In this lecture and masterclass, we will discuss the relations between contemporary queer Marxism and the political history of the gay and lesbian left, through the entry point of my current research on Lesbians and Gays Support the Miners (LGSM), a solidarity group active during the 1984-85 British miners’ strike. The recent return of Marxism in queer theory has helped pose new questions and reframe old problematics within the field. On the one hand, Marxism foregrounds the problem of totality thinking for queer theory. How to theorize sexuality and sexual politics in relation to the social totality? On the other hand, by reconceptualizing the dialectical other of totality – reification – in queer terms, contemporary queer Marxism also restages a field-defining problematic for queer theory and politics: the dialectic between identity and anti-identity. In the masterclass, we will bring these theoretical questions to bear on the writing of LGBTQ political history, particularly the history of the gay and lesbian left. Looking at the experience of LGSM, we will ask what an aspiration to totality looks like in political practice and what role does identity politics (or its negation) play in articulating such aspiration. Finally, we will also ask what difference does it make to read the archive of such histories through the lens of contemporary queer Marxism.

 

 

Presentation of special issue 'Sexual Politics between the Netherlands and the Caribbean: Imperial Entanglements and Archival Desires' (Tijdschrift voor Genderstudies, 2019)

LGBTI Heritage - IHLIA, Amsterdam, 12 November 2019, 19.30-21.00

This special issue addresses the links between race, LGBTQ politics, gender, (post)colonialism and neo-colonialism, focusing on the relations between the mainland Netherlands, the Dutch Caribbean islands, and Suriname.
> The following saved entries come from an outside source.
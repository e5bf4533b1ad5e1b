// 测试用的内存网关，可以按操作注入故障

use async_trait::async_trait;
use chrono::Utc;
use std::collections::{HashMap, HashSet};
use std::sync::Mutex;
use uuid::Uuid;

use crate::database::models::group::GroupEntity;
use crate::database::models::location::{CountryCode, LocationEntity, LocationStatus};
use crate::database::models::notification::{NotificationEntity, NotificationWithGroup};
use crate::database::models::user::UserEntity;
use crate::database::store::Store;
use crate::error::StoreError;

#[derive(Debug, Clone, PartialEq, Eq, Hash)]
pub enum Fault {
    Health,
    UpsertUser,
    CreateGroup,
    AddMember,
    CreateLocation,
    ListUserGroups,
    /// 某个群组的成员查询失败
    GroupMembers(Uuid),
    /// 写给某个接收者的通知失败
    CreateNotification(Uuid),
}

#[derive(Default)]
struct State {
    users: HashMap<Uuid, UserEntity>,
    groups: Vec<GroupEntity>,
    members: Vec<(Uuid, Uuid)>,
    locations: Vec<LocationEntity>,
    notifications: Vec<NotificationEntity>,
    faults: HashSet<Fault>,
}

impl State {
    fn check(&self, fault: Fault) -> Result<(), StoreError> {
        if self.faults.contains(&fault) {
            Err(StoreError::Database(sqlx::Error::PoolTimedOut))
        } else {
            Ok(())
        }
    }

    fn is_member(&self, group_id: Uuid, user_id: Uuid) -> bool {
        self.members.contains(&(group_id, user_id))
    }
}

#[derive(Default)]
pub struct MemoryStore {
    state: Mutex<State>,
}

impl MemoryStore {
    pub fn new() -> Self {
        Self::default()
    }

    pub fn inject(&self, fault: Fault) {
        self.state.lock().unwrap().faults.insert(fault);
    }

    pub fn add_user(&self, name: &str, push_token: Option<&str>) -> UserEntity {
        let user = UserEntity {
            id: Uuid::new_v4(),
            email: format!("{}@example.com", name.to_lowercase()),
            name: name.to_string(),
            push_token: push_token.map(str::to_string),
            created_at: Utc::now(),
        };
        self.state.lock().unwrap().users.insert(user.id, user.clone());
        user
    }

    /// 建群并让所有成员入群，第一个是创建者
    pub fn add_group(&self, name: &str, members: &[&UserEntity]) -> GroupEntity {
        let mut state = self.state.lock().unwrap();
        let group = GroupEntity {
            id: Uuid::new_v4(),
            name: name.to_string(),
            created_by: members.first().map(|u| u.id).unwrap_or_else(Uuid::new_v4),
            created_at: Utc::now(),
        };
        state.groups.push(group.clone());
        for member in members {
            state.members.push((group.id, member.id));
        }
        group
    }

    pub fn notifications(&self) -> Vec<NotificationEntity> {
        self.state.lock().unwrap().notifications.clone()
    }

    pub fn locations(&self) -> Vec<LocationEntity> {
        self.state.lock().unwrap().locations.clone()
    }

    pub fn membership_rows(&self, group_id: Uuid, user_id: Uuid) -> usize {
        self.state
            .lock()
            .unwrap()
            .members
            .iter()
            .filter(|row| **row == (group_id, user_id))
            .count()
    }

    pub fn push_token_of(&self, user_id: Uuid) -> Option<String> {
        self.state
            .lock()
            .unwrap()
            .users
            .get(&user_id)
            .and_then(|u| u.push_token.clone())
    }
}

#[async_trait]
impl Store for MemoryStore {
    async fn health(&self) -> Result<(), StoreError> {
        self.state.lock().unwrap().check(Fault::Health)
    }

    async fn upsert_user(
        &self,
        user_id: Uuid,
        email: &str,
        name: &str,
    ) -> Result<UserEntity, StoreError> {
        let mut state = self.state.lock().unwrap();
        state.check(Fault::UpsertUser)?;
        let user = state.users.entry(user_id).or_insert_with(|| UserEntity {
            id: user_id,
            email: email.to_string(),
            name: name.to_string(),
            push_token: None,
            created_at: Utc::now(),
        });
        user.email = email.to_string();
        user.name = name.to_string();
        Ok(user.clone())
    }

    async fn get_user(&self, user_id: Uuid) -> Result<Option<UserEntity>, StoreError> {
        Ok(self.state.lock().unwrap().users.get(&user_id).cloned())
    }

    async fn update_push_token(
        &self,
        user_id: Uuid,
        push_token: Option<&str>,
    ) -> Result<bool, StoreError> {
        let mut state = self.state.lock().unwrap();
        match state.users.get_mut(&user_id) {
            Some(user) => {
                user.push_token = push_token.map(str::to_string);
                Ok(true)
            }
            None => Ok(false),
        }
    }

    async fn create_group(&self, name: &str, created_by: Uuid) -> Result<GroupEntity, StoreError> {
        let mut state = self.state.lock().unwrap();
        state.check(Fault::CreateGroup)?;
        let group = GroupEntity {
            id: Uuid::new_v4(),
            name: name.to_string(),
            created_by,
            created_at: Utc::now(),
        };
        state.groups.push(group.clone());
        Ok(group)
    }

    async fn get_group(&self, group_id: Uuid) -> Result<Option<GroupEntity>, StoreError> {
        let state = self.state.lock().unwrap();
        Ok(state.groups.iter().find(|g| g.id == group_id).cloned())
    }

    async fn list_user_groups(&self, user_id: Uuid) -> Result<Vec<GroupEntity>, StoreError> {
        let state = self.state.lock().unwrap();
        state.check(Fault::ListUserGroups)?;
        Ok(state
            .groups
            .iter()
            .rev()
            .filter(|g| state.is_member(g.id, user_id))
            .cloned()
            .collect())
    }

    async fn add_group_member(&self, group_id: Uuid, user_id: Uuid) -> Result<(), StoreError> {
        let mut state = self.state.lock().unwrap();
        state.check(Fault::AddMember)?;
        if !state.is_member(group_id, user_id) {
            state.members.push((group_id, user_id));
        }
        Ok(())
    }

    async fn get_group_members(&self, group_id: Uuid) -> Result<Vec<UserEntity>, StoreError> {
        let state = self.state.lock().unwrap();
        state.check(Fault::GroupMembers(group_id))?;
        Ok(state
            .members
            .iter()
            .filter(|(g, _)| *g == group_id)
            .filter_map(|(_, u)| state.users.get(u).cloned())
            .collect())
    }

    async fn is_group_member(&self, group_id: Uuid, user_id: Uuid) -> Result<bool, StoreError> {
        Ok(self.state.lock().unwrap().is_member(group_id, user_id))
    }

    async fn restore_creator_memberships(&self) -> Result<u64, StoreError> {
        let mut state = self.state.lock().unwrap();
        let missing: Vec<(Uuid, Uuid)> = state
            .groups
            .iter()
            .map(|g| (g.id, g.created_by))
            .filter(|(g, u)| !state.is_member(*g, *u))
            .collect();
        let restored = missing.len() as u64;
        state.members.extend(missing);
        Ok(restored)
    }

    async fn create_location(
        &self,
        user_id: Uuid,
        country_code: &CountryCode,
        status: LocationStatus,
    ) -> Result<LocationEntity, StoreError> {
        let mut state = self.state.lock().unwrap();
        state.check(Fault::CreateLocation)?;
        let location = LocationEntity {
            id: Uuid::new_v4(),
            user_id,
            country_code: country_code.clone(),
            status,
            updated_at: Utc::now(),
        };
        state.locations.push(location.clone());
        Ok(location)
    }

    async fn latest_location(&self, user_id: Uuid) -> Result<Option<LocationEntity>, StoreError> {
        let state = self.state.lock().unwrap();
        Ok(state
            .locations
            .iter()
            .rev()
            .find(|l| l.user_id == user_id)
            .cloned())
    }

    async fn create_notification(
        &self,
        user_id: Uuid,
        group_id: Uuid,
        message: &str,
    ) -> Result<NotificationEntity, StoreError> {
        let mut state = self.state.lock().unwrap();
        state.check(Fault::CreateNotification(user_id))?;
        let notification = NotificationEntity {
            id: Uuid::new_v4(),
            user_id,
            group_id,
            message: message.to_string(),
            created_at: Utc::now(),
        };
        state.notifications.push(notification.clone());
        Ok(notification)
    }

    async fn list_notifications(
        &self,
        user_id: Uuid,
        limit: i64,
    ) -> Result<Vec<NotificationWithGroup>, StoreError> {
        let state = self.state.lock().unwrap();
        let group_names: HashMap<Uuid, &str> = state
            .groups
            .iter()
            .map(|g| (g.id, g.name.as_str()))
            .collect();
        Ok(state
            .notifications
            .iter()
            .rev()
            .filter(|n| n.user_id == user_id)
            .take(limit.max(0) as usize)
            .map(|n| NotificationWithGroup {
                id: n.id,
                user_id: n.user_id,
                group_id: n.group_id,
                message: n.message.clone(),
                created_at: n.created_at,
                group_name: group_names.get(&n.group_id).unwrap_or(&"").to_string(),
            })
            .collect())
    }
}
Paying specific attention to political and epistemological questions entailed in the use of archives, it explores how queer (post)colonial subjects have been redefining citizenship through cultural and political practices at different points in time – both in the (post)colony and in the metropole.

With Dr Gianmaria Colpani (editor), Dr Wigbertson Julian Isenia (editor), Dr Paul Mepschen (chair), and Dr Esther Captain (discussant).